3. From several items in the above list and other information, it is clear that the combination of the two approaches, as structured, has not been effective. It’s not the combination that has not worked, but the lopsided over-reliance on ‘boots on the ground’. It is the weighting that must, therefore, be challenged. Except in platform talk, the inclusion of police reform and community building has been limited to small pockets, ignored or undermined.

In respect of police reform, the “radical new culture” called for by the West Kingston Commission of Enquiry is as remote as ever, likewise the multiple proposals set out in the Strategic Review of 2008. The promised new Police Service Act is miles away. In respect of community empowerment, the social intervention of the ZOSOs barely even scratches the surface.
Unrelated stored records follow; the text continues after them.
//! Rendering of listing pages.
//!
//! Provides conversion of a result page to:
//! - JSON - the `{data, total, page, pageSize}` envelope plus export metadata
//! - Markdown - a header and an escaped summary table
//! - Plain Text - simple, copy-paste friendly blocks

use chrono::Utc;
use serde::Serialize;

use crate::model::{InfraRecord, Organization};
use crate::search::page::Page;

/// Supported export formats
#[derive(Debug, Clone, Copy, PartialEq, Eq, Default, clap::ValueEnum)]
pub enum ExportFormat {
    /// JSON for programmatic consumption
    #[default]
    Json,
    /// Markdown table
    Markdown,
    /// Plain text for simple copy-paste
    #[value(name = "text")]
    PlainText,
}

impl ExportFormat {
    pub fn name(self) -> &'static str {
        match self {
            Self::Json => "JSON",
            Self::Markdown => "Markdown",
            Self::PlainText => "Plain Text",
        }
    }
}

/// Options for export customization
#[derive(Debug, Clone)]
pub struct ExportOptions {
    /// Free-text query shown in the header
    pub query: Option<String>,
    /// Maximum cell length in Markdown/text output (0 = unlimited)
    pub max_cell_len: usize,
}

impl Default for ExportOptions {
    fn default() -> Self {
        Self {
            query: None,
            max_cell_len: 80,
        }
    }
}

/// A record that can be summarized as a titled row of labelled cells.
pub trait ExportRow: Serialize {
    fn row_id(&self) -> &str;
    fn title(&self) -> &str;
    fn cells(&self) -> Vec<(&'static str, &str)>;
}

impl ExportRow for Organization {
    fn row_id(&self) -> &str {
        &self.org_id
    }

    fn title(&self) -> &str {
        &self.org_name
    }

    fn cells(&self) -> Vec<(&'static str, &str)> {
        vec![
            ("Type", self.functional_type.as_str()),
            ("Sizing", self.sizing.as_str()),
            ("HQ City", self.hq_city.as_str()),
            ("HQ Country", self.hq_country.as_str()),
            ("Region", self.hq_sales_region.as_str()),
            ("Services", self.services.as_str()),
        ]
    }
}

impl ExportRow for InfraRecord {
    fn row_id(&self) -> &str {
        &self.infra_id
    }

    fn title(&self) -> &str {
        &self.infra_name
    }

    fn cells(&self) -> Vec<(&'static str, &str)> {
        vec![
            ("Parent", self.parent_org.as_str()),
            ("Type", self.infra_type.as_str()),
            ("License", self.license.as_str()),
            ("Pricing", self.pricing.as_str()),
            ("Released", self.release_date.as_str()),
        ]
    }
}

/// Render a listing page in the requested format
pub fn export_page<T: ExportRow>(
    page: &Page<&T>,
    format: ExportFormat,
    options: &ExportOptions,
) -> String {
    match format {
        ExportFormat::Json => export_json(page, options),
        ExportFormat::Markdown => export_markdown(page, options),
        ExportFormat::PlainText => export_plain_text(page, options),
    }
}

/// Escape special Markdown characters to prevent formatting issues or injection.
fn escape_markdown(text: &str) -> String {
    text.replace('\\', "\\\\")
        .replace('|', "\\|")
        .replace('*', "\\*")
        .replace('_', "\\_")
        .replace('[', "\\[")
        .replace(']', "\\]")
        .replace('<', "\\<")
        .replace('>', "\\>")
        .replace('`', "\\`")
}

fn showing_line<T>(page: &Page<T>) -> String {
    format!(
        "{} of {} (page {}, {} per page)",
        page.data.len(),
        page.total,
        page.page,
        page.page_size
    )
}

fn export_markdown<T: ExportRow>(page: &Page<&T>, options: &ExportOptions) -> String {
    let mut output = String::new();

    output.push_str("# Search Results\n\n");

    if let Some(query) = options.query.as_deref().filter(|q| !q.trim().is_empty()) {
        output.push_str(&format!("**Query:** `{}`\n\n", query.replace('`', "")));
    }

    output.push_str(&format!(
        "**Results:** {} | **Exported:** {}\n\n",
        showing_line(page),
        Utc::now().format("%Y-%m-%d %H:%M:%S UTC")
    ));

    let Some(first) = page.data.first() else {
        output.push_str("_No results._\n");
        return output;
    };

    let labels: Vec<&str> = first.cells().iter().map(|(label, _)| *label).collect();
    output.push_str("| # | ID | Name |");
    for label in &labels {
        output.push_str(&format!(" {label} |"));
    }
    output.push('\n');
    output.push_str(&"|---".repeat(labels.len() + 3));
    output.push_str("|\n");

    let offset = (page.page - 1).saturating_mul(page.page_size);
    for (i, row) in page.data.iter().enumerate() {
        output.push_str(&format!(
            "| {} | {} | {} |",
            offset + i + 1,
            escape_markdown(row.row_id()),
            escape_markdown(&truncate_text(row.title(), options.max_cell_len))
        ));
        for (_, value) in row.cells() {
            output.push_str(&format!(
                " {} |",
                escape_markdown(&truncate_text(value, options.max_cell_len))
            ));
        }
        output.push('\n');
    }

    output
}

fn export_json<T: ExportRow>(page: &Page<&T>, options: &ExportOptions) -> String {
    let export_data = serde_json::json!({
        "query": options.query,
        "exportedAt": Utc::now().to_rfc3339(),
        "data": page.data,
        "total": page.total,
        "page": page.page,
        "pageSize": page.page_size,
    });

    serde_json::to_string_pretty(&export_data).unwrap_or_else(|_| "{}".to_string())
}

fn export_plain_text<T: ExportRow>(page: &Page<&T>, options: &ExportOptions) -> String {
    let mut output = String::new();

    output.push_str("SEARCH RESULTS\n");
    output.push_str(&"=".repeat(60));
    output.push('\n');

    if let Some(query) = options.query.as_deref().filter(|q| !q.trim().is_empty()) {
        output.push_str(&format!("Query: {query}\n"));
    }

    output.push_str(&format!(
        "Results: {} | Exported: {}\n",
        showing_line(page),
        Utc::now().format("%Y-%m-%d %H:%M:%S UTC")
    ));

    output.push_str(&"=".repeat(60));
    output.push_str("\n\n");

    let offset = (page.page - 1).saturating_mul(page.page_size);
    for (i, row) in page.data.iter().enumerate() {
        output.push_str(&format!("[{}] {}\n", offset + i + 1, row.title()));
        output.push_str(&"-".repeat(60));
        output.push('\n');
        output.push_str(&format!("ID: {}\n", row.row_id()));
        for (label, value) in row.cells() {
            if value.trim().is_empty() {
                continue;
            }
            output.push_str(&format!(
                "{label}: {}\n",
                truncate_text(value, options.max_cell_len)
            ));
        }
        output.push('\n');
    }

    output
}

/// Truncate text to max length (in characters), adding ellipsis if needed
fn truncate_text(text: &str, max_len: usize) -> String {
    if max_len == 0 {
        return text.to_string();
    }

    let char_count = text.chars().count();
    if char_count <= max_len {
        return text.to_string();
    }

    let mut truncated: String = text.chars().take(max_len.saturating_sub(3)).collect();
    truncated.push_str("...");
    truncated
}

#[cfg(test)]
mod tests {
    use super::*;
    use crate::search::page::paginate;

    fn sample_org() -> Organization {
        Organization {
            id: 1,
            org_id: "o1".to_string(),
            org_name: "Pixel_Works [Studio]".to_string(),
            functional_type: "Post House".to_string(),
            sizing: "51-100".to_string(),
            hq_city: "London".to_string(),
            hq_country: "United Kingdom".to_string(),
            hq_sales_region: "EMEA".to_string(),
            services: "VFX|Color".to_string(),
            ..Default::default()
        }
    }

    #[test]
    fn test_export_format_name() {
        assert_eq!(ExportFormat::Json.name(), "JSON");
        assert_eq!(ExportFormat::PlainText.name(), "Plain Text");
    }

    #[test]
    fn test_truncate_text() {
        assert_eq!(truncate_text("short", 100), "short");
        assert_eq!(truncate_text("this is long text", 10), "this is...");
        assert_eq!(truncate_text("any", 0), "any");
    }

    #[test]
    fn test_export_json_keeps_listing_envelope() {
        let org = sample_org();
        let page = paginate(vec![&org], 1, 25);
        let output = export_page(&page, ExportFormat::Json, &ExportOptions::default());
        let value: serde_json::Value = serde_json::from_str(&output).unwrap();

        assert_eq!(value["total"], 1);
        assert_eq!(value["pageSize"], 25);
        assert_eq!(value["data"][0]["ORG_ID"], "o1");
        assert!(value["exportedAt"].is_string());
    }

    #[test]
    fn test_export_markdown_escapes_cells() {
        let org = sample_org();
        let page = paginate(vec![&org], 1, 25);
        let options = ExportOptions {
            query: Some("pixel".to_string()),
            ..ExportOptions::default()
        };
        let output = export_page(&page, ExportFormat::Markdown, &options);

        assert!(output.contains("# Search Results"));
        assert!(output.contains("**Query:** `pixel`"));
        assert!(output.contains("Pixel\\_Works \\[Studio\\]"));
        assert!(output.contains("VFX\\|Color"));
        assert!(output.contains("| 1 | o1 |"));
    }

    #[test]
    fn test_export_markdown_empty_page() {
        let page: Page<&Organization> = paginate(Vec::new(), 1, 25);
        let output = export_page(&page, ExportFormat::Markdown, &ExportOptions::default());
        assert!(output.contains("_No results._"));
        assert!(output.contains("0 of 0"));
    }

    #[test]
    fn test_export_plain_text_numbers_across_pages() {
        let orgs: Vec<Organization> = (0..3)
            .map(|i| Organization {
                org_id: format!("o{i}"),
                org_name: format!("Org {i}"),
                ..Default::default()
            })
            .collect();
        let page = paginate(orgs.iter().collect(), 2, 2);
        let output = export_page(&page, ExportFormat::PlainText, &ExportOptions::default());

        assert!(output.contains("SEARCH RESULTS"));
        assert!(output.contains("[3] Org 2"));
        assert!(output.contains("1 of 3 (page 2, 2 per page)"));
        // empty cells are omitted
        assert!(!output.contains("Sizing:"));
    }

    #[test]
    fn test_infra_rows_export() {
        let infra = InfraRecord {
            infra_id: "i1".to_string(),
            infra_name: "Maya".to_string(),
            pricing: "$10,001+".to_string(),
            ..Default::default()
        };
        let page = paginate(vec![&infra], 1, 10);
        let output = export_page(&page, ExportFormat::PlainText, &ExportOptions::default());
        assert!(output.contains("[1] Maya"));
        assert!(output.contains("Pricing: $10,001+"));
    }
}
4. So why this policy? To whose benefit? Clearly not to that of the communities – deprivation and trauma remain unrelieved. But as inequality has worsened, just as clearly it is the ‘haves’ who have prospered, the political class in particular. This, I prefer to think, has not been from evil intent but from the class position of decision-makers and from the motivation embedded in that position.

Class puts limits on understanding and interest. It shapes and is shaped by the social circumstances of family, schooling, work and residence. It shapes those born in or, by profession or good fortune, thrust into the class. The vision of the members of a class is that of their class, their concerns are those of their class, and these stress the benefit of the class. Only education or unusual experience or some strong motive ‘from outside’ is able to bring a different outlook and wider concern.

TWO JAMAICAS

With this country divided into ‘two Jamaicas’, it is the class bias then of the decision-making ‘haves’ that determines priorities. These are always bent in the direction of maintaining their class position as power holders, and power is understood not as reason-sharing but as control, domination. This applies to political parties as well as individuals. It is from this class-determined perspective that the parties manage the country. So annual budgets regularly proclaim huge expenditures on highways, buildings, and security equipment, all undoubtedly needed. But also in oversized proportion to the human capital of the lower-income class.

New classrooms are often short of teachers qualified in math and science; the fewness of secondary-school counsellors and of trained basic-school teachers is shameful. New police stations go up for unreformed police. Another children’s hospital is to be built in the west, while every month for the past 18, five nurses fled abroad from St Ann’s Bay Hospital to escape pathetic wages and conditions.

Expenditure on physical capital brings quicker, more impressive and vote-catching results than trying to improve human capital, especially of lower-income people. Deprived communities? Assigned to barrel bottom. Police? Not even in second place to the military.

5. It is time, isn’t it, to try what has been neglected for 57 years. It would have to be in spite of the fact that delay in taking effective action is making SOEs and ZOSOs a very popular and election-winning policy. It shouldn’t be because the failure of our democratic governments to act decisively against murderous violence is fuelling demand from two-thirds of the population (the highest per cent in this Americas hemisphere) for effective action by undemocratic means, a military coup.

It ought to be because all Jamaicans deserve police reform and treatment as equal citizens. Wealth in Jamaica is enough to go around without robbing anything from the haves.

- Horace Levy is a human-rights advocate. Email feedback to columns@gleanerjm.com and halpeace.levy78@gmail.com.

(Editor's Note: In the editing process a previous version of this article incorrectly left out the phrase 'column 2' from point #2. The article also inaccurately stated that nurses fled abroad every month for the past 18 years. We regret the errors.)